Thank you for being a Friend of Save Honey Hill. Without your support, opposition to the Cambridge Waste Water Treatment Plant Relocation (CWWTPR) to Honey Hill would not be possible.
The First Proposals: Local Plan Consultation period ended in December. Once again many groups around Cambridge submitted highly critical responses. Read below to find out more about the growing alliance of groups against the vast overdevelopment that is planned for Cambridge. We continue to work and liaise closely with them.

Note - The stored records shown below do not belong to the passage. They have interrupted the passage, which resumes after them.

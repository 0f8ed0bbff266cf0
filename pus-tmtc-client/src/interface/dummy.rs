//! In-process loopback interface which answers a subset of telecommands without hardware.
use pus_tmtc::com_if::{ComIfError, CommunicationInterface, TmPacketList};
use pus_tmtc::ecss::PusError;
use pus_tmtc::services::{subservices, PusServiceId, Service1Tm};
use pus_tmtc::tc::TcInfo;
use pus_tmtc::tm::{PusTmCreator, PusTmReader};
use std::collections::VecDeque;
use std::time::Duration;

/// Answers test service and event service telecommands with acceptance and completion
/// success reports. Pings additionally get a ping reply.
pub struct DummyComIf {
    apid: u16,
    tm_ssc: u16,
    pending_tm: VecDeque<Vec<u8>>,
}

impl DummyComIf {
    pub fn new(apid: u16) -> Self {
        Self {
            apid,
            tm_ssc: 0,
            pending_tm: VecDeque::new(),
        }
    }

    fn next_ssc(&mut self) -> u16 {
        let ssc = self.tm_ssc;
        self.tm_ssc = (self.tm_ssc + 1) & 0x3FFF;
        ssc
    }

    fn generate_replies(&mut self, tc_info: &TcInfo) -> Result<(), PusError> {
        let service = PusServiceId::try_from(tc_info.service).ok();
        if !matches!(service, Some(PusServiceId::Test | PusServiceId::Event)) {
            log::debug!(
                "dummy interface: no replies for TC[{},{}]",
                tc_info.service,
                tc_info.subservice
            );
            return Ok(());
        }
        let ssc = self.next_ssc();
        let acceptance = Service1Tm::creator(
            self.apid,
            ssc,
            tc_info,
            subservices::TM_ACCEPTANCE_SUCCESS,
            None,
        );
        self.pending_tm.push_back(acceptance.to_vec()?);
        if service == Some(PusServiceId::Test) && tc_info.subservice == subservices::TC_PING {
            let ssc = self.next_ssc();
            let ping_reply = PusTmCreator::new(
                self.apid,
                PusServiceId::Test as u8,
                subservices::TM_PING_REPLY,
                ssc,
                Vec::new(),
            );
            self.pending_tm.push_back(ping_reply.to_vec()?);
        }
        let ssc = self.next_ssc();
        let completion = Service1Tm::creator(
            self.apid,
            ssc,
            tc_info,
            subservices::TM_COMPLETION_SUCCESS,
            None,
        );
        self.pending_tm.push_back(completion.to_vec()?);
        Ok(())
    }
}

impl CommunicationInterface for DummyComIf {
    fn send_telecommand(&mut self, _tc_raw: &[u8], tc_info: &TcInfo) -> Result<(), ComIfError> {
        self.generate_replies(tc_info)?;
        Ok(())
    }

    fn send_data(&mut self, _data: &[u8]) -> Result<(), ComIfError> {
        Ok(())
    }

    fn poll_interface(&mut self, _timeout: Duration) -> Result<(bool, TmPacketList), ComIfError> {
        let packets: TmPacketList = self
            .pending_tm
            .drain(..)
            .map(|raw| PusTmReader::decode_lenient(&raw))
            .collect();
        Ok((!packets.is_empty(), packets))
    }

    fn data_available(&mut self, _timeout: Duration) -> Result<bool, ComIfError> {
        Ok(!self.pending_tm.is_empty())
    }

    fn close(&mut self) -> Result<(), ComIfError> {
        Ok(())
    }
}
#[cfg(test)]
mod tests {
    use super::*;
    use crate::tc::PusTcCreator;

    fn decode(creator: PusTmCreator) -> (PusTmReader, ServiceTm) {
        let reader = PusTmReader::decode(&creator.to_vec().unwrap()).unwrap();
        assert!(reader.is_valid());
        let service_tm = ServiceTm::from_packet(&reader);
        (reader, service_tm)
    }

    #[test]
    fn test_verification_success() {
        let tc_info = PusTcCreator::new(0x73, 17, 1, 1700, &[]).unwrap().info();
        let (_, service_tm) = decode(Service1Tm::creator(
            0x73,
            0,
            &tc_info,
            subservices::TM_ACCEPTANCE_SUCCESS,
            None,
        ));
        assert_eq!(
            service_tm,
            ServiceTm::Verification(Service1Tm {
                tc_packet_id: 0x1873,
                tc_ssc: 1700,
                report: VerificationReport::AcceptanceSuccess
            })
        );
    }

    #[test]
    fn test_verification_failures() {
        let tc_info = PusTcCreator::new(0x73, 17, 129, 2010, &[])
            .unwrap()
            .info();
        let failure = FailureData {
            error_code: 0x1A02,
            param1: 5,
            param2: 0xDEADBEEF,
        };
        let (reader, service_tm) = decode(Service1Tm::creator(
            0x73,
            1,
            &tc_info,
            subservices::TM_COMPLETION_FAILURE,
            Some(failure),
        ));
        let ServiceTm::Verification(service1) = &service_tm else {
            panic!("unexpected decode result {service_tm:?}");
        };
        assert_eq!(service1.report, VerificationReport::CompletionFailure(failure));
        assert!(service1.report.is_failure());
        assert_eq!(
            service_tm.column_headers().len(),
            service_tm.column_content().len()
        );
        assert_eq!(
            ServiceTm::print_info(&reader, &service_tm),
            "Failure Verification : Completion failure"
        );

        // Step failure has the step number in front of the error code.
        let mut app_data = vec![0x18, 0x73, 0xC7, 0xDA, 3];
        app_data.extend_from_slice(&0x1A02_u16.to_be_bytes());
        app_data.extend_from_slice(&5_u32.to_be_bytes());
        app_data.extend_from_slice(&0xDEADBEEF_u32.to_be_bytes());
        let service1 = Service1Tm::from_app_data(subservices::TM_STEP_FAILURE, &app_data).unwrap();
        assert_eq!(service1.tc_ssc, 2010);
        assert_eq!(
            service1.report,
            VerificationReport::StepFailure { step: 3, failure }
        );
    }

    #[test]
    fn test_event() {
        let event = Service5Tm {
            severity: Some(Severity::Medium),
            event_id: 7401,
            reporter_id: 0x4400AFFE,
            param1: 1,
            param2: 2,
        };
        let (_, service_tm) = decode(Service5Tm::creator(0x73, 5, Severity::Medium, &event));
        assert_eq!(service_tm, ServiceTm::Event(event));
    }

    #[test]
    fn test_hk_definition() {
        let mut app_data = 0x4300_u32.to_be_bytes().to_vec();
        app_data.push(1);
        app_data.extend_from_slice(&2.0_f32.to_be_bytes());
        app_data.push(2);
        app_data.extend_from_slice(&0x01010102_u32.to_be_bytes());
        app_data.extend_from_slice(&0x02020204_u32.to_be_bytes());
        let (_, service_tm) = decode(PusTmCreator::new(0x73, 3, 10, 0, app_data));
        assert_eq!(
            service_tm,
            ServiceTm::Housekeeping(Service3Tm {
                sid: TEST_SID,
                content: HkContent::Definition {
                    reporting_enabled: true,
                    collection_interval: 2.0,
                    pool_ids: vec![0x01010102, 0x02020204]
                }
            })
        );
    }

    #[test]
    fn test_hk_test_set() {
        let mut app_data = 0x4300_u32.to_be_bytes().to_vec();
        app_data.extend_from_slice(&[1, 42]);
        app_data.extend_from_slice(&1000_u16.to_be_bytes());
        app_data.extend_from_slice(&100_000_u32.to_be_bytes());
        app_data.extend_from_slice(&1.5_f32.to_be_bytes());
        app_data.extend_from_slice(&(-2.5_f32).to_be_bytes());
        app_data.push(0b1011_1100);
        let (_, service_tm) = decode(PusTmCreator::new(0x73, 3, 25, 0, app_data));
        let ServiceTm::Housekeeping(service3) = service_tm else {
            panic!("expected HK packet");
        };
        assert_eq!(service3.param_len(), 17);
        let HkContent::Data { data_set, .. } = service3.content else {
            panic!("expected HK data");
        };
        assert_eq!(
            data_set.validity_flags(),
            vec![true, false, true, true, true, true]
        );
        assert_eq!(data_set.column_content()[2], "1000");
        assert_eq!(data_set.column_content()[5], "-2.5");
    }

    #[test]
    fn test_mode_replies() {
        let mut app_data = 0x4400AFFE_u32.to_be_bytes().to_vec();
        app_data.extend_from_slice(&2_u32.to_be_bytes());
        app_data.push(0);
        let (_, service_tm) = decode(PusTmCreator::new(0x73, 200, 6, 0, app_data));
        assert_eq!(
            service_tm,
            ServiceTm::ModeReply(Service200Tm {
                object_id: 0x4400AFFE,
                report: ModeReport::ModeReached { mode: 2, submode: 0 }
            })
        );
        let mut app_data = 0x4400AFFE_u32.to_be_bytes().to_vec();
        app_data.extend_from_slice(&0x3A01_u16.to_be_bytes());
        let (_, service_tm) = decode(PusTmCreator::new(0x73, 200, 7, 0, app_data));
        assert_eq!(
            service_tm,
            ServiceTm::ModeReply(Service200Tm {
                object_id: 0x4400AFFE,
                report: ModeReport::CantReachMode {
                    return_code: 0x3A01
                }
            })
        );
    }

    #[test]
    fn test_generic_fallbacks() {
        let (reader, service_tm) = decode(PusTmCreator::new(0x73, 17, 2, 0, vec![]));
        assert_eq!(service_tm, ServiceTm::Generic);
        assert_eq!(ServiceTm::print_info(&reader, &service_tm), "Test Reply");
        // Unknown service.
        let (_, service_tm) = decode(PusTmCreator::new(0x73, 123, 1, 0, vec![1, 2]));
        assert_eq!(service_tm, ServiceTm::Generic);
        // Known service, truncated application data.
        let (_, service_tm) = decode(PusTmCreator::new(0x73, 5, 1, 0, vec![0, 1, 2]));
        assert_eq!(service_tm, ServiceTm::Generic);
    }

    #[test]
    fn test_parameter_reply() {
        let mut app_data = 7_u32.to_be_bytes().to_vec();
        app_data.extend_from_slice(&42_u32.to_be_bytes());
        let (_, service_tm) = decode(PusTmCreator::new(0x73, 20, 130, 0, app_data));
        assert_eq!(
            service_tm,
            ServiceTm::Parameter(Service20Tm {
                parameter_id: 7,
                payload: 42_u32.to_be_bytes().to_vec()
            })
        );
    }
}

Anglian Water’s Phase three consultation on the sewage works relocation is due to start. Save Honey Hill is still committed to stopping the relocation but in the meantime we must also be sure to get the best outcome possible for our village communities through mitigation, should our efforts to stop this fail.
Finally, don’t miss a wonderful interview conducted by Liz Cotton, who spoke recently to local author, Phoebe Taplin, on the various walks she has taken around this area. If anybody needs to be persuaded to respond to Anglian Water’s Phase Three Consultation, then just send them the link to the interview.

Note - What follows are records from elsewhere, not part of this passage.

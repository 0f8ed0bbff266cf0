//! Concrete communication interfaces.
use crate::config::{ComIfKind, ConfigError, InterfaceConfig};
use pus_tmtc::com_if::{shared_com_interface, SharedComInterface};
use std::io;

pub mod dummy;
pub mod serial;
pub mod udp;

pub use dummy::DummyComIf;
pub use serial::SerialComIf;
pub use udp::UdpComIf;

#[derive(Debug, thiserror::Error)]
pub enum InterfaceError {
    #[error("io error: {0}")]
    Io(#[from] io::Error),
    #[error("configuration error: {0}")]
    Config(#[from] ConfigError),
}

/// Create the communication interface selected by the configuration.
pub fn create_com_interface(
    cfg: &InterfaceConfig,
    apid: u16,
) -> Result<SharedComInterface, InterfaceError> {
    let com_if = match cfg.com_if {
        ComIfKind::Dummy => {
            log::info!("using dummy communication interface");
            shared_com_interface(DummyComIf::new(apid))
        }
        ComIfKind::Serial => {
            let port_name = cfg
                .serial_port
                .as_deref()
                .ok_or(ConfigError::MissingSerialPort)?;
            shared_com_interface(SerialComIf::open(port_name, cfg.baud_rate)?)
        }
        ComIfKind::Udp => {
            log::info!(
                "using UDP communication interface, receiving on {}, sending to {}",
                cfg.receive_addr,
                cfg.board_addr
            );
            shared_com_interface(UdpComIf::new(cfg.receive_addr, cfg.board_addr)?)
        }
    };
    Ok(com_if)
}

Kind regards Save Honey Hill
Save Honey Hill is a community group formed to reject the proposal to relocate Cambridge sewage treatment works from Milton to Honey Hill, a beautiful unspoilt, quality green field and arable site between the villages of Horningsea, Fen Ditton, Teversham and Quy.

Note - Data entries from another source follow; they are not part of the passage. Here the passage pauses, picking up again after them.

//! Mode driver of the TMTC client.
//!
//! The [TmTcHandler] owns the background TM listener and runs the sender/receiver variant which
//! belongs to the configured operation mode.
use crate::config::{
    ClientConfig, OperationMode, ServiceSelection, IDLE_POLL_INTERVAL, IDLE_PRINT_INTERVAL,
};
use crate::report::{ServiceTest, ServiceTestReport, UNIT_TEST_SERVICES};
use crate::tc::{self, log_file_path, PackError};
use pus_tmtc::clock::Clock;
use pus_tmtc::com_if::{lock_bounded, SharedComInterface};
use pus_tmtc::ecss::PusError;
use pus_tmtc::listener::{ListenerMode, TmListener, TmListenerHandle};
use pus_tmtc::printer::TmTcPrinter;
use pus_tmtc::queue::TcQueue;
use pus_tmtc::sender::{
    CommandSenderReceiver, MultipleCommandSenderReceiver, SenderError,
    SequentialCommandSenderReceiver, SingleCommandSenderReceiver,
};
use pus_tmtc::tc::PusTcCreator;
use std::io;
use std::sync::atomic::{AtomicBool, Ordering};
use std::sync::Arc;
use std::thread::JoinHandle;

pub const SOFTWARE_TEST_LOG_FILE: &str = "tmtc_log.txt";
pub const UNIT_TEST_LOG_FILE: &str = "tmtc_unit_test.txt";

#[derive(Debug, thiserror::Error)]
pub enum HandlerError {
    #[error("io error: {0}")]
    Io(#[from] io::Error),
    #[error("sender error: {0}")]
    Sender(#[from] SenderError),
    #[error("packing telecommands failed: {0}")]
    Pack(#[from] PackError),
    #[error("PUS error: {0}")]
    Pus(#[from] PusError),
    #[error("unit test failed for services {0:?}")]
    UnitTestFailed(Vec<u8>),
}

/// Cloneable handle to stop the client, usable from a signal handler.
#[derive(Clone)]
pub struct ExitHandle {
    apid: u16,
    com_if: SharedComInterface,
    listener: TmListenerHandle,
    running: Arc<AtomicBool>,
    exited: Arc<AtomicBool>,
}

impl ExitHandle {
    pub fn is_running(&self) -> bool {
        self.running.load(Ordering::Acquire)
    }

    /// Leave the idle loop of the listener mode.
    pub fn stop(&self) {
        self.running.store(false, Ordering::Release);
    }

    /// Send the shutdown telecommand, close the communication interface and stop the
    /// listener. Only the first call has an effect.
    pub fn exit(&self) {
        self.stop();
        if self.exited.swap(true, Ordering::AcqRel) {
            return;
        }
        log::info!("Closing TMTC client");
        {
            let mut com_if = lock_bounded(&self.com_if, "communication interface");
            match PusTcCreator::new_shutdown(self.apid).pack() {
                Ok(tc) => {
                    if let Err(e) = com_if.send_telecommand(&tc.raw, &tc.info) {
                        log::warn!("sending the shutdown telecommand failed: {e}");
                    }
                }
                Err(e) => log::error!("packing the shutdown telecommand failed: {e}"),
            }
            if let Err(e) = com_if.close() {
                log::warn!("closing the communication interface failed: {e}");
            }
        }
        if self.listener.shutdown().is_err() {
            log::debug!("TM listener already stopped");
        }
    }
}

pub struct TmTcHandler {
    cfg: ClientConfig,
    com_if: SharedComInterface,
    clock: Arc<dyn Clock>,
    listener: TmListenerHandle,
    listener_thread: Option<JoinHandle<()>>,
    exit_handle: ExitHandle,
}

impl TmTcHandler {
    /// Spawns the TM listener thread.
    pub fn new(
        cfg: ClientConfig,
        com_if: SharedComInterface,
        clock: Arc<dyn Clock>,
    ) -> io::Result<Self> {
        let (listener, listener_handle) = TmListener::new(com_if.clone(), &cfg.tmtc, clock.clone());
        let listener_thread = listener.spawn()?;
        let exit_handle = ExitHandle {
            apid: cfg.tmtc.apid,
            com_if: com_if.clone(),
            listener: listener_handle.clone(),
            running: Arc::new(AtomicBool::new(true)),
            exited: Arc::new(AtomicBool::new(false)),
        };
        Ok(Self {
            cfg,
            com_if,
            clock,
            listener: listener_handle,
            listener_thread: Some(listener_thread),
            exit_handle,
        })
    }

    pub fn exit_handle(&self) -> ExitHandle {
        self.exit_handle.clone()
    }

    pub fn mode(&self) -> OperationMode {
        self.cfg.mode
    }

    pub fn perform_operation(&mut self) -> Result<(), HandlerError> {
        log::info!("TMTC client running in {}", self.cfg.mode.description());
        match self.cfg.mode {
            OperationMode::Listener => {
                self.perform_idle_operation();
                Ok(())
            }
            OperationMode::SingleCommand => self.perform_single_command(),
            OperationMode::ServiceTest => self.perform_service_test(),
            OperationMode::SoftwareTest => self.perform_software_test(),
            OperationMode::UnitTest => {
                let failed: Vec<u8> = self
                    .perform_unit_test()?
                    .iter()
                    .filter(|report| !report.is_ok())
                    .map(|report| report.service)
                    .collect();
                if !failed.is_empty() {
                    return Err(HandlerError::UnitTestFailed(failed));
                }
                Ok(())
            }
        }
    }

    fn sender_base(&self) -> CommandSenderReceiver {
        CommandSenderReceiver::new(
            self.com_if.clone(),
            TmTcPrinter::from_config(&self.cfg.tmtc),
            self.listener.clone(),
            &self.cfg.tmtc,
            self.clock.clone(),
        )
    }

    /// Print incoming telemetry until the client is stopped.
    fn perform_idle_operation(&self) {
        let mut printer = TmTcPrinter::from_config(&self.cfg.tmtc);
        log::info!("TMTC Client in idle mode");
        let mut last_print = self.clock.now();
        while self.exit_handle.is_running() {
            let tm_queue = self.listener.take_tm_packet_queue();
            if !tm_queue.is_empty() {
                printer.print_telemetry_queue(&tm_queue);
            }
            if self.clock.elapsed_since(last_print) >= IDLE_PRINT_INTERVAL {
                log::info!("TMTC Client in idle mode");
                last_print = self.clock.now();
            }
            self.clock.sleep(IDLE_POLL_INTERVAL);
        }
    }

    fn perform_single_command(&self) -> Result<(), HandlerError> {
        let tc = tc::command_preparation(self.cfg.tmtc.apid)?;
        let mut sender = SingleCommandSenderReceiver::new(self.sender_base());
        let tm_queue = sender.send_single_tc_and_receive_tm(tc)?;
        log::info!(
            "single command finished with {} telemetry batches",
            tm_queue.len()
        );
        Ok(())
    }

    fn perform_service_test(&self) -> Result<(), HandlerError> {
        let mut tc_queue = TcQueue::new();
        tc::pack_service_queue(self.cfg.service, &mut tc_queue, self.cfg.tmtc.apid)?;
        let mut sender = SequentialCommandSenderReceiver::new(self.sender_base(), tc_queue);
        sender.send_queue_tc_and_receive_tm_sequentially()?;
        Ok(())
    }

    fn perform_software_test(&self) -> Result<(), HandlerError> {
        let tc_queue = tc::create_total_tc_queue(self.cfg.tmtc.apid)?;
        let mut sender = SequentialCommandSenderReceiver::new(self.sender_base(), tc_queue)
            .with_listener_mode(ListenerMode::SoftwareTest);
        sender.send_queue_tc_and_receive_tm_sequentially()?;
        if self.cfg.tmtc.print_to_file {
            sender
                .printer_mut()
                .print_file_buffer_list_to_file(log_file_path(SOFTWARE_TEST_LOG_FILE), true)?;
        }
        Ok(())
    }

    /// Run the service tests selected by the configuration and return one report per test.
    pub fn perform_unit_test(&self) -> Result<Vec<ServiceTestReport>, HandlerError> {
        let mut summary = TmTcPrinter::from_config(&self.cfg.tmtc);
        let mut reports = Vec::new();
        for service in unit_test_services(self.cfg.service) {
            let Some(test) = ServiceTest::new(service, self.cfg.tmtc.apid)? else {
                continue;
            };
            log::info!("Testing Service {service}");
            let mut sender = MultipleCommandSenderReceiver::new(
                self.sender_base(),
                test.tc_queue.clone(),
                test.wait_intervals.clone(),
                test.wait_time.clone(),
                self.cfg.tmtc.print_tm,
            );
            let (tc_infos, tm_queue) = sender.send_tc_queue_and_return_info()?;
            let report = ServiceTestReport::new(&test, &tc_infos, &tm_queue);
            summary.print_string(&report.to_string(), true);
            for mismatch in report.mismatches() {
                log::error!("Service {service}: {mismatch}");
            }
            reports.push(report);
        }
        if self.cfg.tmtc.print_to_file {
            summary.print_to_file(log_file_path(UNIT_TEST_LOG_FILE), true)?;
        }
        Ok(reports)
    }

    /// Stop the client and wait for the listener thread.
    pub fn shutdown(mut self) {
        self.exit_handle.exit();
        if let Some(listener_thread) = self.listener_thread.take() {
            if listener_thread.join().is_err() {
                log::error!("TM listener thread panicked");
            }
        }
    }
}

A lot has been going on in the last couple of months but now we have reached a very important stage.
Phase 3 Consultation
Everything Save Honey Hill does is aimed at derailing the application to relocate the plant to Green Belt at Honey Hill. Anglian Water has scheduled the Phase 3 Consultation for mid- to late-February. It will run for 8 weeks and all residents will have the chance to comment. Those comments will go to the Planning Inspectors; it is a real chance to get over to them our objections and, if the application is agreed, to lessen the effects on our communities.
So look out for a leaflet from Save Honey Hill telling you what we consider are the important issues and please do complete the consultation when Anglian Water delivers their leaflets (you will be able to do it online or on their form). They will contact 10,600 properties so there is a good opportunity to make our voices heard.
North East Cambridge Area Action Plan
We have tried to influence decisions on plans for North East Cambridge because that is the reason Anglian Water and Councils want the plant to move. We have attended meetings at SCDC and Cambridge City Council, written letters to councillors, Government ministers and MPs, been quoted in local newspapers and generally made a nuisance of ourselves. We think the decision by both councils to approve the proposals for NECAAP is premature; there won’t be a public consultation on it until after the Planning Inspector has decided on the sewage works relocation.
Engagement with Anglian Water
We are also in discussion with Anglian Water at their Community Working Group meetings alongside representatives of the four Parish Councils. Although our aim is to stop the relocation completely, we want to influence the best design if it happens. This includes odour control, screening and maintenance of the trees used, size and location of the stacks, carbon footprint, light pollution and impact on the villages. One of the main concerns is the site access. Option 3 is our preferred access for both permanent and construction traffic as a dedicated service road from the layby on the northern carriageway of the A14 between Junctions 34 and 35 will have less impact on traffic flow and the pedestrian and cycle path on Horningsea Road and less risk to children going to school. If Option 1, Junction of A14 with Horningsea Road, is chosen, then Option 1B is preferable as being less disruptive to traffic and hopefully less likely to encourage HGVs to use the village roads of Fen Ditton and Horningsea.
Everyone can help by completing the Consultation when Anglian Water publishes it. State your objections and let Anglian Water and the Planning Inspector know what you think must happen to make the plant less of a huge industrial blot on our landscape.
Our website (and this blog post) will be updated with direct links to the consultation when it is publishes.